9. Coming to the proposition canvassed by the counsel for the appellant that a scribe of the document can be a substitute for the attesting witnesses: the point on which leave was also granted. It may be held that if such witness is allowed to be considered as the attesting witness it shall be against the very concept, the purpose, object and the mandatory command of the law highlighted above. The question, however, has been examined in catena of judgments and the answer is in the negative.
10. It has been held in Nazir Ahmad and another v. M. Muzaffar Hussain (2008 SCMR 1639):--
"Attesting witness was the one who had not only seen the document being executed by the executant but also signed same as a witness---Person who wrote or was 'scribe' of a document was as good a witness as any body else, if he had signed the document as a witness (Emphasis supplied) No legal inherent in competency existed in the writer of a document to be an attesting witness to it".

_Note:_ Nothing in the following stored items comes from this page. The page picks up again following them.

// crates/source_encoding/src/lib.rs

//! Decoded file reads for the snippet tool-chain.
//!
//! Every file the tools read (source files as well as the extension map)
//! goes through [`read_to_string`], which decodes the raw bytes according to
//! the `SOURCE_ENCODING` environment variable. Any label understood by the
//! WHATWG Encoding Standard works ("latin1", "windows-1252", "utf-16le",
//! ...); when the variable is unset or blank the default is UTF-8. Decoding
//! is strict: malformed input is reported as an error rather than smuggled
//! through as replacement characters. A leading byte-order mark matching the
//! configured encoding is stripped; a BOM never switches the decoder to a
//! different encoding.
//!
//! Output files are not covered here; everything the tools write is UTF-8.

use std::env;
use std::fs;
use std::io;
use std::path::Path;

use encoding_rs::Encoding;

/// Environment variable naming the character encoding of all input files.
pub const SOURCE_ENCODING_VAR: &str = "SOURCE_ENCODING";

/// Reads the file at `path` and decodes it with the configured encoding.
///
/// Returns an error if the file cannot be read, if `SOURCE_ENCODING` names
/// an unknown encoding, or if the contents are malformed in that encoding.
pub fn read_to_string(path: &Path) -> io::Result<String> {
    let bytes = fs::read(path)?;
    let encoding = configured_encoding()?;
    let (text, had_errors) = decode(&bytes, encoding);
    if had_errors {
        return Err(io::Error::new(
            io::ErrorKind::InvalidData,
            format!("{} is not valid {}", path.display(), encoding.name()),
        ));
    }
    Ok(text)
}

/// Resolves the encoding selected by `SOURCE_ENCODING`.
///
/// The variable is consulted on every call rather than cached, so a caller
/// that sets it for a child process gets the expected behavior.
pub fn configured_encoding() -> io::Result<&'static Encoding> {
    let label = match env::var(SOURCE_ENCODING_VAR) {
        Ok(label) if !label.trim().is_empty() => label,
        _ => return Ok(encoding_rs::UTF_8),
    };
    Encoding::for_label(label.trim().as_bytes()).ok_or_else(|| {
        io::Error::new(
            io::ErrorKind::InvalidInput,
            format!("unknown source encoding '{}'", label.trim()),
        )
    })
}

fn decode(bytes: &[u8], encoding: &'static Encoding) -> (String, bool) {
    let (text, had_errors) = encoding.decode_with_bom_removal(bytes);
    (text.into_owned(), had_errors)
}
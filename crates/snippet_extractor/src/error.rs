// crates/snippet_extractor/src/error.rs

use std::fmt;
use std::io;
use std::path::PathBuf;

use thiserror::Error;

/// Everything that can go wrong while scanning a source file. Every
/// variant is fatal to the run: a half-extracted snippet set is worse
/// than none, so the caller is expected to stop at the first error.
#[derive(Debug, Error)]
pub enum SnipperError {
    #[error("no usable comment markers for {}", .path.display())]
    NoMarkers { path: PathBuf },

    #[error("invalid directive snippet-{directive} at line {line} in {}", .path.display())]
    InvalidDirective {
        directive: String,
        line: usize,
        path: PathBuf,
    },

    #[error("snippet directive missing its [argument] at line {line} in {}", .path.display())]
    MissingArgument { line: usize, path: PathBuf },

    #[error("snippet {name} already open at line {line} in {}", .path.display())]
    AlreadyOpen {
        name: String,
        line: usize,
        path: PathBuf,
    },

    #[error(
        "duplicate snippet {name} at line {line} in {} (originally defined in {})",
        .path.display(),
        .origin.display()
    )]
    Duplicate {
        name: String,
        line: usize,
        path: PathBuf,
        origin: PathBuf,
    },

    #[error("snippet {name} appended before any start at line {line} in {}", .path.display())]
    AppendWithoutStart {
        name: String,
        line: usize,
        path: PathBuf,
    },

    #[error("snippet {name} ended but not open at line {line} in {}", .path.display())]
    EndNotOpen {
        name: String,
        line: usize,
        path: PathBuf,
    },

    #[error("echo '{text}' outside any snippet at line {line} in {}", .path.display())]
    EchoOutsideSnippet {
        text: String,
        line: usize,
        path: PathBuf,
    },

    #[error("tab found in snippet {name} at line {line} in {}", .path.display())]
    TabInSnippet {
        name: String,
        line: usize,
        path: PathBuf,
    },

    #[error(
        "cannot dedent snippet {name} by {dedent} at line {line} in {}: line is indented by {indent}",
        .path.display()
    )]
    DedentOverrun {
        name: String,
        dedent: usize,
        indent: usize,
        line: usize,
        path: PathBuf,
    },

    #[error("snippet-end tag(s) for {names} missing in {}", .path.display())]
    Unterminated { names: String, path: PathBuf },

    #[error("failed to read {}", .path.display())]
    Read {
        path: PathBuf,
        #[source]
        source: io::Error,
    },

    #[error("failed to write {}", .path.display())]
    Write {
        path: PathBuf,
        #[source]
        source: io::Error,
    },
}

/// Coarse classification of a [`SnipperError`], used to label diagnostics.
#[derive(Debug, Clone, Copy, PartialEq, Eq)]
pub enum ErrorKind {
    /// The marker configuration made the scan impossible.
    Config,
    /// A directive line did not have the expected shape.
    Parse,
    /// A directive was valid but arrived in the wrong order.
    State,
    /// A snippet body line violated a content rule.
    Content,
    /// The underlying filesystem failed.
    Io,
}

impl SnipperError {
    pub fn kind(&self) -> ErrorKind {
        match self {
            SnipperError::NoMarkers { .. } => ErrorKind::Config,
            SnipperError::InvalidDirective { .. } | SnipperError::MissingArgument { .. } => {
                ErrorKind::Parse
            }
            SnipperError::AlreadyOpen { .. }
            | SnipperError::Duplicate { .. }
            | SnipperError::AppendWithoutStart { .. }
            | SnipperError::EndNotOpen { .. }
            | SnipperError::EchoOutsideSnippet { .. }
            | SnipperError::Unterminated { .. } => ErrorKind::State,
            SnipperError::TabInSnippet { .. } | SnipperError::DedentOverrun { .. } => {
                ErrorKind::Content
            }
            SnipperError::Read { .. } | SnipperError::Write { .. } => ErrorKind::Io,
        }
    }
}

impl fmt::Display for ErrorKind {
    fn fmt(&self, f: &mut fmt::Formatter<'_>) -> fmt::Result {
        let label = match self {
            ErrorKind::Config => "config error",
            ErrorKind::Parse => "parse error",
            ErrorKind::State => "state error",
            ErrorKind::Content => "content error",
            ErrorKind::Io => "i/o error",
        };
        f.write_str(label)
    }
}
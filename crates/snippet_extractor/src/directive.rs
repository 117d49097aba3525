// crates/snippet_extractor/src/directive.rs

//! Recognition and parsing of snippet directive lines.
//!
//! A directive line starts with optional spaces, one of the file's comment
//! markers, at most one space, and the literal `snippet-`. What follows is
//! the directive name (up to the first `:`), a bracketed argument, and for
//! `snippet-start` an optional dedent width after the closing bracket:
//!
//! ```text
//! # snippet-start:[widget.setup] 4
//!     body lines...
//! # snippet-end:[widget.setup]
//! ```
//!
//! Tab-indented comments deliberately do not match; only space indentation
//! can precede the marker.

use std::path::Path;

use once_cell::sync::Lazy;
use regex::Regex;

use crate::error::SnipperError;

/// First run of one or two digits, as used for the dedent width.
static DEDENT_DIGITS: Lazy<Regex> = Lazy::new(|| Regex::new("[0-9][0-9]?").unwrap());

/// Directive names that are recognized metadata but change nothing:
/// catalog tooling reads them, the extractor only validates their shape.
const IGNORED_DIRECTIVES: &[&str] = &[
    "service",
    "comment",
    "keyword",
    "sourceauthor",
    "sourcedate",
    "sourcedescription",
    "sourcetype",
];

/// A parsed directive line.
#[derive(Debug, Clone, PartialEq, Eq)]
pub(crate) enum Directive {
    Start { name: String, dedent: usize },
    Append { name: String },
    End { name: String },
    Echo { text: String },
    Ignored,
}

/// Builds the regex that detects directive lines for one source file,
/// from that file's comment marker tokens. Returns `None` when the token
/// list is empty or contains an empty token, since such a pattern would
/// match far too much.
pub(crate) fn tag_regex(markers: &[String]) -> Option<Regex> {
    if markers.is_empty() || markers.iter().any(|marker| marker.is_empty()) {
        return None;
    }
    let escaped: Vec<String> = markers.iter().map(|marker| regex::escape(marker)).collect();
    let pattern = format!("^ *(?:{}) ?snippet-", escaped.join("|"));
    // The only variable parts are escaped, so the pattern cannot be invalid.
    Some(Regex::new(&pattern).unwrap())
}

impl Directive {
    /// Parses the directive on `line`, where `tag_end` is the byte offset
    /// just past the matched `snippet-` literal.
    pub(crate) fn parse(
        line: &str,
        tag_end: usize,
        lineno: usize,
        path: &Path,
    ) -> Result<Directive, SnipperError> {
        let rest = &line[tag_end..];
        let name_end = rest.find(':').unwrap_or(rest.len());
        let directive = rest[..name_end].trim_end();

        if IGNORED_DIRECTIVES.contains(&directive) {
            // Metadata still has to be well-formed.
            bracket_argument(line, lineno, path)?;
            return Ok(Directive::Ignored);
        }

        match directive {
            "start" => {
                let name = bracket_argument(line, lineno, path)?;
                let dedent = dedent_width(line);
                Ok(Directive::Start { name, dedent })
            }
            "append" => Ok(Directive::Append {
                name: bracket_argument(line, lineno, path)?,
            }),
            "end" => Ok(Directive::End {
                name: bracket_argument(line, lineno, path)?,
            }),
            "echo" => Ok(Directive::Echo {
                text: bracket_argument(line, lineno, path)?,
            }),
            _ => Err(SnipperError::InvalidDirective {
                directive: directive.to_string(),
                line: lineno,
                path: path.to_path_buf(),
            }),
        }
    }
}

/// Extracts the text between the first `[` and the first `]` after it,
/// right-trimmed. Every directive takes exactly one such argument.
fn bracket_argument(line: &str, lineno: usize, path: &Path) -> Result<String, SnipperError> {
    let argument = line.find('[').and_then(|open| {
        let rest = &line[open + 1..];
        rest.find(']')
            .map(|close| rest[..close].trim_end().to_string())
    });
    argument.ok_or_else(|| SnipperError::MissingArgument {
        line: lineno,
        path: path.to_path_buf(),
    })
}

/// The dedent width of a `snippet-start` line: the first run of digits
/// after the last `]`, capped at two digits, defaulting to zero.
fn dedent_width(line: &str) -> usize {
    let after = match line.rfind(']') {
        Some(close) => &line[close + 1..],
        None => return 0,
    };
    DEDENT_DIGITS
        .find(after)
        .and_then(|digits| digits.as_str().parse().ok())
        .unwrap_or(0)
}
// crates/snippet_extractor/src/sink.rs

//! Write targets for snippet bodies.
//!
//! Body lines are buffered while a snippet is open and only touch the
//! filesystem when its `snippet-end` arrives. A source file that fails
//! mid-scan therefore leaves no partial snippet file behind.

use std::fs::{self, OpenOptions};
use std::io::{self, Write};
use std::path::PathBuf;

/// Receives the body lines of one open snippet region.
pub trait SnippetSink {
    /// Buffers one line. The line comes in already dedented and
    /// right-trimmed; the sink supplies the newline.
    fn write_line(&mut self, line: &str);

    /// Materializes the buffered lines. Called exactly once, when the
    /// region's `snippet-end` is reached.
    fn finish(&mut self) -> io::Result<()>;
}

enum WriteMode {
    /// `snippet-start`: replace whatever is at the path.
    Create,
    /// `snippet-append`: extend the existing snippet file.
    Append,
}

/// Buffers lines in memory and writes the snippet file on [`finish`].
///
/// [`finish`]: SnippetSink::finish
pub struct FileSink {
    path: PathBuf,
    mode: WriteMode,
    buffer: String,
}

impl FileSink {
    pub fn create(path: PathBuf) -> Self {
        FileSink {
            path,
            mode: WriteMode::Create,
            buffer: String::new(),
        }
    }

    pub fn append(path: PathBuf) -> Self {
        FileSink {
            path,
            mode: WriteMode::Append,
            buffer: String::new(),
        }
    }
}

impl SnippetSink for FileSink {
    fn write_line(&mut self, line: &str) {
        self.buffer.push_str(line);
        self.buffer.push('\n');
    }

    fn finish(&mut self) -> io::Result<()> {
        match self.mode {
            WriteMode::Create => fs::write(&self.path, self.buffer.as_bytes()),
            WriteMode::Append => {
                let mut file = OpenOptions::new()
                    .create(true)
                    .append(true)
                    .open(&self.path)?;
                file.write_all(self.buffer.as_bytes())
            }
        }
    }
}

/// Swallows everything. Used for snippets that were already extracted
/// from an identical copy of the file, so the scan still validates the
/// region without writing it twice.
pub struct NullSink;

impl SnippetSink for NullSink {
    fn write_line(&mut self, _line: &str) {}

    fn finish(&mut self) -> io::Result<()> {
        Ok(())
    }
}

In N. Kamalam and another v. Ayyasamy and another (2001) 7 Supreme Court cases 503), it has been held:
"Evidence of scribe could not displace statutory requirement as he did not have necessary intent to attest."
In Badri Prasad and another v. Abdul Karim and others (1913 (19) IC 451, it is held:--
"The evidence of the scribe of a mortgage deed, who signed the deed in the usual way without any intention of attesting it as a witness, is not sufficient to prove the deed."
An attesting witness is a witness who has seen the deed executed and has signed it as a witness. (Emphasis supplied)."
To the same effect are the judgments reported as Qasim Ali v. Khadim Hussain through legal representatives and others (PLD 2005 Lahore 654) and Shamu Patter v. Abdul Kadir Rowthan and others (1912 (16) IC 250). Therefore, in my considered view a scribe of a document can only be a competent witness in terms of Articles 17 and 79 of the Qanun-e-Shahadat Order, 1984 if he has fixed his signature as an attesting witness of the document and not otherwise; his signing the document in the capacity of a writer does not fulfil and meet the mandatory requirement of attestation by him separately, however, he may be examined by the concerned party for the corroboration of the evidence of the marginal witnesses, or in the eventuality those are conceived by Article 79 itself not as a substitute.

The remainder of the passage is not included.